# Meaning of each member being a unit vector

• I
• AlekM
In summary, the conversation discusses the meaning of each member of a set of observed directional data being a unit vector and how the products of each tensor can be averaged. There is confusion about the notation and what the values of n and i represent, with speculation that n represents a normalized vector representing a direction and i represents the axes that make up each vector. The paper being referenced is "Distribution of Directional Data and Fabric Tensors" and a thesis on fabric tensors is also mentioned as a useful source for further understanding.
AlekM
TL;DR Summary
Meaning of each member being a unit vector, and how the products of each tensor can be averaged.
Summary: Meaning of each member being a unit vector, and how the products of each tensor can be averaged.

Hello!
I am struggling with understanding the meaning of "each member is a unit vector":
Let n(1), n(2), and n(N) be observed directional data, where each member is a unit vector. The most fundamental quantities are various averages of them. Since we are trying to seek tensor quantities to characterize the data distribution, we first consider the average of their tensor product, or the “moment”, and put
Ni1i2...in = ⟨ni1ni2...nin

I can see that N would represent the number of samples, and the pointy bracket represents an average:
Average of ith component of a = ⟨ai⟩ = (ai1+ai2+aiN)/N

However the notation of the averaged tensors in the text is ni2...nin, which leads me to wonder what i and n represent. It states that each member (of n?) is a unit vector, does that mean that each value of n is a normalized vector representing a direction? Or could a single value of n contain multiple vectors of directional data?

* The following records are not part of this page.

//! Session state and core simulation types
//!
//! One `GameState` is one playthrough. Restart replaces the whole value
//! rather than patching fields.

use glam::Vec2;
use rand::SeedableRng;
use rand_pcg::Pcg32;
use serde::{Deserialize, Serialize};

use super::collision::Aabb;
use crate::consts::*;

/// Current phase of a session
#[derive(Debug, Clone, Copy, PartialEq, Eq, Serialize, Deserialize)]
pub enum GamePhase {
    /// Active gameplay
    Running,
    /// Session ended on obstacle contact
    GameOver,
}

/// Side effects a tick asks the platform layer to perform
#[derive(Debug, Clone, Copy, PartialEq, Eq)]
pub enum GameEvent {
    /// A queued jump impulse fired
    Jump,
    /// A coin was collected
    CoinCollected,
    /// The session ended
    GameOver,
}

/// Jump queue: at most one impulse in flight
#[derive(Debug, Clone, Copy, PartialEq, Eq, Default, Serialize, Deserialize)]
pub enum JumpState {
    #[default]
    Idle,
    Queued,
}

/// The player sprite
///
/// `pos` is the hit box anchor; y increases downward. The sprite itself is
/// drawn offset by half the player extent, see `render`.
#[derive(Debug, Clone, Serialize, Deserialize)]
pub struct Player {
    pub pos: Vec2,
    /// Vertical velocity (positive = falling)
    pub vy: f32,
    pub jump: JumpState,
}

impl Default for Player {
    fn default() -> Self {
        Self::new()
    }
}

impl Player {
    /// Player at the session start position, resting on the floor
    pub fn new() -> Self {
        Self {
            pos: Vec2::new(PLAYER_START_X, SURFACE_HEIGHT - PLAYER_SIZE),
            vy: 0.0,
            jump: JumpState::Idle,
        }
    }

    /// Queue a jump impulse. Has no effect while one is already queued.
    pub fn queue_jump(&mut self) {
        if self.jump == JumpState::Idle {
            self.jump = JumpState::Queued;
        }
    }

    /// Advance the player by one tick.
    ///
    /// The ceiling clamp runs before integration, so an overshoot past the
    /// ceiling is corrected at the start of the next tick, not the end of
    /// this one. Gravity keeps accumulating while grounded; the floor clamp
    /// zeroes `vy` again every tick. Both orderings are deliberate and
    /// covered by tests.
    pub fn tick(&mut self, events: &mut Vec<GameEvent>) {
        if self.jump == JumpState::Queued {
            self.vy -= JUMP_STRENGTH;
            self.jump = JumpState::Idle;
            events.push(GameEvent::Jump);
        }

        if self.pos.y < 0.0 {
            self.pos.y = 0.0;
            self.vy = 0.0;
        }

        self.pos.y += self.vy;
        self.vy += GRAVITY;

        if self.pos.y + PLAYER_SIZE > SURFACE_HEIGHT {
            self.pos.y = SURFACE_HEIGHT - PLAYER_SIZE;
            self.vy = 0.0;
        }
    }

    pub fn aabb(&self) -> Aabb {
        Aabb::new(self.pos.x, self.pos.y, PLAYER_SIZE, PLAYER_SIZE)
    }
}

/// A scrolling ground obstacle
#[derive(Debug, Clone, Serialize, Deserialize)]
pub struct Obstacle {
    pub pos: Vec2,
}

impl Obstacle {
    /// Fresh obstacle at the right edge, floor-aligned
    pub fn at_right_edge() -> Self {
        Self {
            pos: Vec2::new(SURFACE_WIDTH, SURFACE_HEIGHT - OBSTACLE_HEIGHT),
        }
    }

    pub fn aabb(&self) -> Aabb {
        Aabb::new(self.pos.x, self.pos.y, OBSTACLE_WIDTH, OBSTACLE_HEIGHT)
    }
}

/// A scrolling collectible coin
#[derive(Debug, Clone, Serialize, Deserialize)]
pub struct Coin {
    pub pos: Vec2,
}

impl Coin {
    /// Fresh coin at the right edge at the given height
    pub fn at_right_edge(y: f32) -> Self {
        Self {
            pos: Vec2::new(SURFACE_WIDTH, y),
        }
    }

    /// Hit box is a radius-sized square at the anchor, while the sprite is
    /// drawn as a centered circle of twice that extent.
    pub fn aabb(&self) -> Aabb {
        Aabb::new(self.pos.x, self.pos.y, COIN_RADIUS, COIN_RADIUS)
    }
}

/// Complete session state (deterministic, serializable)
#[derive(Debug, Clone, Serialize, Deserialize)]
pub struct GameState {
    /// Run seed for reproducibility
    pub seed: u64,
    /// Spawn RNG, advanced only by the entity pools
    pub rng: Pcg32,
    /// Current phase
    pub phase: GamePhase,
    /// Player sprite
    pub player: Player,
    /// Live obstacles in spawn order
    pub obstacles: Vec<Obstacle>,
    /// Live coins in spawn order
    pub coins: Vec<Coin>,
    /// Coins collected this session
    pub score: u32,
    /// Simulation tick counter
    pub time_ticks: u64,
}

impl GameState {
    /// Create a new session with the given seed
    pub fn new(seed: u64) -> Self {
        Self {
            seed,
            rng: Pcg32::seed_from_u64(seed),
            phase: GamePhase::Running,
            player: Player::new(),
            obstacles: Vec::new(),
            coins: Vec::new(),
            score: 0,
            time_ticks: 0,
        }
    }
}
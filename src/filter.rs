//! Sorting raw OCR tokens into plate labels and height annotations.

use float_ord::FloatOrd;
use geo::Coord;
use regex::Regex;
use tracing::instrument;

use crate::{
    error::{Result, SegmentError},
    geometry::{axis_aligned_union, quad_center, rect_corners},
    HeightBox, LabelBox, OcrPrediction, Quad,
};

const UNIT_SUFFIX: char = 'm';

/// Keeps the predictions that read as one of `labels`, pads their right and
/// bottom edges by `padding` and sorts them by label.
///
/// A token is a label when it is exactly one expected letter, or when it starts
/// with one and its second character is not `m`. Matching ignores case. Only
/// the first box per letter survives. With `strict`, any difference between the
/// number of distinct labels found and `labels.len()` is an error; otherwise it
/// is logged and missing labels end up with empty regions.
#[instrument(level = "debug", skip(predictions))]
pub fn filter_labels(
    predictions: &[OcrPrediction],
    labels: &[char],
    padding: f32,
    strict: bool,
) -> Result<Vec<LabelBox>> {
    let mut accepted = predictions
        .iter()
        .filter_map(|prediction| {
            let mut chars = prediction.text.chars();
            let label = chars.next()?.to_ascii_uppercase();
            if !labels.contains(&label) {
                return None;
            }
            match chars.next() {
                Some(second) if second == UNIT_SUFFIX => None,
                _ => Some(LabelBox {
                    label,
                    quad: pad_label_quad(&prediction.quad, padding),
                }),
            }
        })
        .collect::<Vec<_>>();
    accepted.sort_by_key(|it| it.label);
    accepted.dedup_by_key(|it| it.label);

    if accepted.len() != labels.len() {
        if strict {
            return Err(SegmentError::LabelCount {
                expected: labels.len(),
                found: accepted.len(),
            });
        }
        log::warn!(
            "Expected {} label(s) but OCR found {}; continuing with what was found.",
            labels.len(),
            accepted.len()
        );
    }
    Ok(accepted)
}

/// Pushes the two right-most vertices right and the two bottom-most vertices
/// down; OCR tends to crop single letters tightly on those sides.
pub(crate) fn pad_label_quad(quad: &Quad, padding: f32) -> Quad {
    let mut padded = *quad;
    for index in extreme_two(quad, |c| c.x) {
        padded[index].x += padding;
    }
    for index in extreme_two(quad, |c| c.y) {
        padded[index].y += padding;
    }
    padded
}

/// Grows a height box to the left so the scale bar next to it is covered.
pub(crate) fn pad_height_quad(quad: &Quad, padding: f32) -> Quad {
    let mut padded = *quad;
    for index in extreme_two(quad, |c| -c.x) {
        padded[index].x -= padding;
    }
    padded
}

/// Indices of the two corners with the largest `key`.
fn extreme_two(quad: &Quad, key: impl Fn(&Coord<f32>) -> f32) -> [usize; 2] {
    let mut order = [0, 1, 2, 3];
    order.sort_by_key(|i| FloatOrd(key(&quad[*i])));
    [order[2], order[3]]
}

/// Collects height annotations. Tokens matching `unit_pattern` are units,
/// all-digit tokens are numbers. Each unit is joined with the nearest number
/// whose box centre is closer than `max_distance`, giving a box covering both
/// and the text `"<number> <unit>"`. Units without a close number are kept on
/// their own.
#[instrument(level = "debug", skip(predictions))]
pub fn filter_heights(
    predictions: &[OcrPrediction],
    unit_pattern: &Regex,
    max_distance: f32,
) -> Vec<HeightBox> {
    let (units, digits): (Vec<_>, Vec<_>) = predictions
        .iter()
        .filter(|it| unit_pattern.is_match(&it.text) || is_number(&it.text))
        .partition(|it| unit_pattern.is_match(&it.text));

    units
        .into_iter()
        .map(|unit| {
            let center = quad_center(&unit.quad);
            let nearest = digits
                .iter()
                .map(|digit| {
                    let delta = center - quad_center(&digit.quad);
                    (digit, delta.x.hypot(delta.y))
                })
                .min_by_key(|(_, distance)| FloatOrd(*distance))
                .filter(|(_, distance)| *distance < max_distance);

            match nearest {
                Some((digit, _)) => {
                    let corners = unit.quad.iter().chain(digit.quad.iter()).copied();
                    let bounds = axis_aligned_union(&corners.collect::<Vec<_>>())
                        .map(|it| rect_corners(&it))
                        .unwrap_or(unit.quad);
                    HeightBox {
                        text: format!("{} {}", digit.text, unit.text),
                        quad: bounds,
                    }
                }
                None => HeightBox {
                    text: unit.text.clone(),
                    quad: unit.quad,
                },
            }
        })
        .collect()
}

fn is_number(text: &str) -> bool {
    !text.is_empty() && text.chars().all(|c| c.is_ascii_digit())
}
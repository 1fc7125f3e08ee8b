//! Rotated rectangles, contours and the asymmetric predicates the label
//! assignment relies on.

use geo::{
    Area, BoundingRect, Coord, EuclideanDistance, Intersects, LineString, MinimumRotatedRect,
    MultiPoint, Point as GeoPoint, Polygon, Rect,
};
use imageproc::point::Point;

use crate::{error::GeometryError, Quad};

/// Rectangle at an arbitrary angle. `angle` is in degrees within `[0, 90)`
/// and `size` is measured along the rectangle's own axes.
#[derive(Debug, Clone, Copy, PartialEq)]
pub struct RotatedRect {
    pub center: Coord<f32>,
    pub size: (f32, f32),
    pub angle: f32,
}

impl RotatedRect {
    pub fn new(center: Coord<f32>, size: (f32, f32), angle: f32) -> Self {
        Self {
            center,
            size,
            angle,
        }
    }

    pub fn area(&self) -> f32 {
        self.size.0 * self.size.1
    }

    /// Corners in winding order, starting from the one opposite both axes.
    pub fn corners(&self) -> Quad {
        let (sin, cos) = self.angle.to_radians().sin_cos();
        let (half_w, half_h) = (self.size.0 / 2.0, self.size.1 / 2.0);
        let along = Coord {
            x: cos * half_w,
            y: sin * half_w,
        };
        let across = Coord {
            x: -sin * half_h,
            y: cos * half_h,
        };
        let c = self.center;
        [
            c - along - across,
            c + along - across,
            c + along + across,
            c - along + across,
        ]
    }

    pub fn to_polygon(&self) -> Polygon<f32> {
        quad_polygon(&self.corners())
    }

    /// Reads a rectangle back out of the four-corner polygon produced by
    /// [`MinimumRotatedRect`].
    pub fn from_polygon(rect: &Polygon<f32>) -> Result<Self, GeometryError> {
        let coords = rect.exterior().coords().take(4).copied().collect::<Vec<_>>();
        if coords.len() < 4 {
            return Err(GeometryError::TooFewPoints(coords.len()));
        }
        let first = coords[1] - coords[0];
        let second = coords[2] - coords[1];
        let first_len = first.x.hypot(first.y);
        let second_len = second.x.hypot(second.y);
        if first_len * second_len <= f32::EPSILON {
            return Err(GeometryError::ZeroArea);
        }

        let mut angle = first.y.atan2(first.x).to_degrees().rem_euclid(180.0);
        let mut size = (first_len, second_len);
        if angle >= 90.0 {
            angle -= 90.0;
            size = (second_len, first_len);
        }
        // float noise from the hull can leave an axis-aligned box at 89.9999
        if 90.0 - angle < 1e-3 {
            angle = 0.0;
            size = (size.1, size.0);
        }

        let center = coords.iter().fold(Coord::zero(), |acc, c| acc + *c) / 4.0;
        Ok(Self::new(center, size, angle))
    }
}

/// Closed boundary of one foreground component.
#[derive(Debug, Clone, PartialEq)]
pub struct Contour {
    pub points: Vec<Point<i32>>,
    area: f32,
}

impl Contour {
    pub fn new(points: Vec<Point<i32>>) -> Result<Self, GeometryError> {
        if points.len() < 3 {
            return Err(GeometryError::TooFewPoints(points.len()));
        }
        let area = to_geo_poly(&points).unsigned_area();
        if area <= 0.0 {
            return Err(GeometryError::ZeroArea);
        }
        Ok(Self { points, area })
    }

    pub fn area(&self) -> f32 {
        self.area
    }

    pub fn polygon(&self) -> Polygon<f32> {
        to_geo_poly(&self.points)
    }

    /// Mean of the boundary points.
    pub fn center(&self) -> Coord<f32> {
        let sum = self.points.iter().fold(Coord::zero(), |acc, p| {
            acc + Coord {
                x: p.x as f32,
                y: p.y as f32,
            }
        });
        sum / self.points.len() as f32
    }

    /// Distance from `point` to the nearest edge, or 0 when the point lies
    /// inside the contour.
    pub fn distance_to(&self, point: Coord<f32>) -> f32 {
        GeoPoint::from(point).euclidean_distance(&self.polygon())
    }
}

pub(crate) fn to_geo_poly(points: &[Point<i32>]) -> Polygon<f32> {
    let points = points
        .iter()
        .map(|point| Coord {
            x: point.x as f32,
            y: point.y as f32,
        })
        .collect();
    Polygon::new(LineString::new(points), vec![])
}

pub fn quad_polygon(quad: &Quad) -> Polygon<f32> {
    Polygon::new(LineString::new(quad.to_vec()), vec![])
}

pub fn quad_center(quad: &Quad) -> Coord<f32> {
    quad.iter().fold(Coord::zero(), |acc, c| acc + *c) / 4.0
}

/// Smallest rectangle, at any angle, containing every point.
pub fn minimum_area_rect(points: &[Coord<f32>]) -> Result<RotatedRect, GeometryError> {
    if points.len() < 3 {
        return Err(GeometryError::TooFewPoints(points.len()));
    }
    let rect = MultiPoint::from(points.to_vec())
        .minimum_rotated_rect()
        .ok_or(GeometryError::ZeroArea)?;
    RotatedRect::from_polygon(&rect)
}

/// Re-minimises over the corners of all `rects`, so the result keeps its own
/// optimal angle instead of being an axis-aligned union.
pub fn merge_rects(rects: &[RotatedRect]) -> Result<RotatedRect, GeometryError> {
    let corners = rects
        .iter()
        .flat_map(|rect| rect.corners())
        .collect::<Vec<_>>();
    minimum_area_rect(&corners)
}

/// Axis-aligned bounding box of a point cloud, `None` when empty.
pub fn axis_aligned_union(points: &[Coord<f32>]) -> Option<Rect<f32>> {
    MultiPoint::from(points.to_vec()).bounding_rect()
}

pub fn rect_corners(rect: &Rect<f32>) -> Quad {
    let (min, max) = (rect.min(), rect.max());
    [
        min,
        Coord { x: max.x, y: min.y },
        max,
        Coord { x: min.x, y: max.y },
    ]
}

/// True when any vertex of `second` lies inside or on the boundary of
/// `first`.
///
/// Not symmetric: if `first` sits entirely inside `second`, none of
/// `second`'s vertices touch `first` and this returns `false`. Test both
/// directions and compare areas when containment matters.
pub fn rects_intersect(first: &Quad, second: &Quad) -> bool {
    let first = quad_polygon(first);
    second.iter().any(|vertex| first.intersects(vertex))
}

The paper later states that they adopt the summation convention over tensor indices, would this mean that something like i represents the axes that make up each vector (such as x,y,z in Cartesian) and 1 through n represents the axes that make up each vector? In that case it would seem that the directional vectors from each sample are averaged together. I'm not sure if I am on the right track or entirely incorrect.

Thanks in advance for any help,
Alek

I read it as
AlekM said:
... does that mean that each value of n is a normalized vector representing a direction ...
We have ##N## observations and they span the phase space ##n^{(1)},\ldots,n^{(N)}##, i.e. each observed value ##n^{(i)}## is considered a basis vector of length ##1##. From there we can consider various other vectors in this space.

However, without context this is a bit of a guess.

AlekM
AlekM said:
The paper later states

Is the paper online? Can you give a link to it?

I just found that a page earlier direction is represented by unit vector n, so I think this is correct. However my next confusion is what nin represents.

As for the paper it is called "Distribution of Directional Data and Fabric Tensors," and I am referencing the beginning of page 2: https://www.sciencedirect.com/science/article/pii/0020722584900909

I can't read the paper since I'm not a member.

It surprised me how many articles are written about "fabric tensors". I hadn't heard of them before.

This thesis https://scholarworks.montana.edu/xm...2264/ShertzerR0811.pdf?sequence=1&isAllowed=y defines them on page 58 of the PDF , page 38 of the document. Perhaps some forum member who is an expert in tensors can explain them.

AlekM
Wow I'm not sure how I missed that source, it is incredibly useful. Thanks for sharing!

I didn't realize that link wasn't open to everyone, for anyone else reading this thread here is a mirror: http://einsteiniumstudios.com/fabric_tensors.pdf

## What does it mean for a vector to be a unit vector?

A unit vector is a vector that has a magnitude of 1 and points in a specific direction. It is often used to represent direction or orientation in a mathematical or physical context.

## How is a unit vector different from a regular vector?

A regular vector can have any magnitude and direction, while a unit vector has a magnitude of 1 and a specific direction. Unit vectors are also often used as a basis for describing other vectors.

## Why is it important for each member of a unit vector to have a magnitude of 1?

The magnitude of a vector represents its length or size. By having a magnitude of 1, unit vectors are standardized and can be easily compared and combined with other vectors in mathematical operations.

## What is the significance of each member of a unit vector representing a different dimension?

Unit vectors are often used in multi-dimensional spaces to represent different axes or directions. Each member of a unit vector represents a different dimension, allowing for a more comprehensive description of a vector's direction and orientation.

## How are unit vectors used in physics and engineering?

Unit vectors are used in physics and engineering to represent direction and orientation in mathematical models and calculations. They are also used in vector calculus to describe the gradient and direction of a field. In engineering, unit vectors are used to describe the direction of forces and motion in mechanical systems.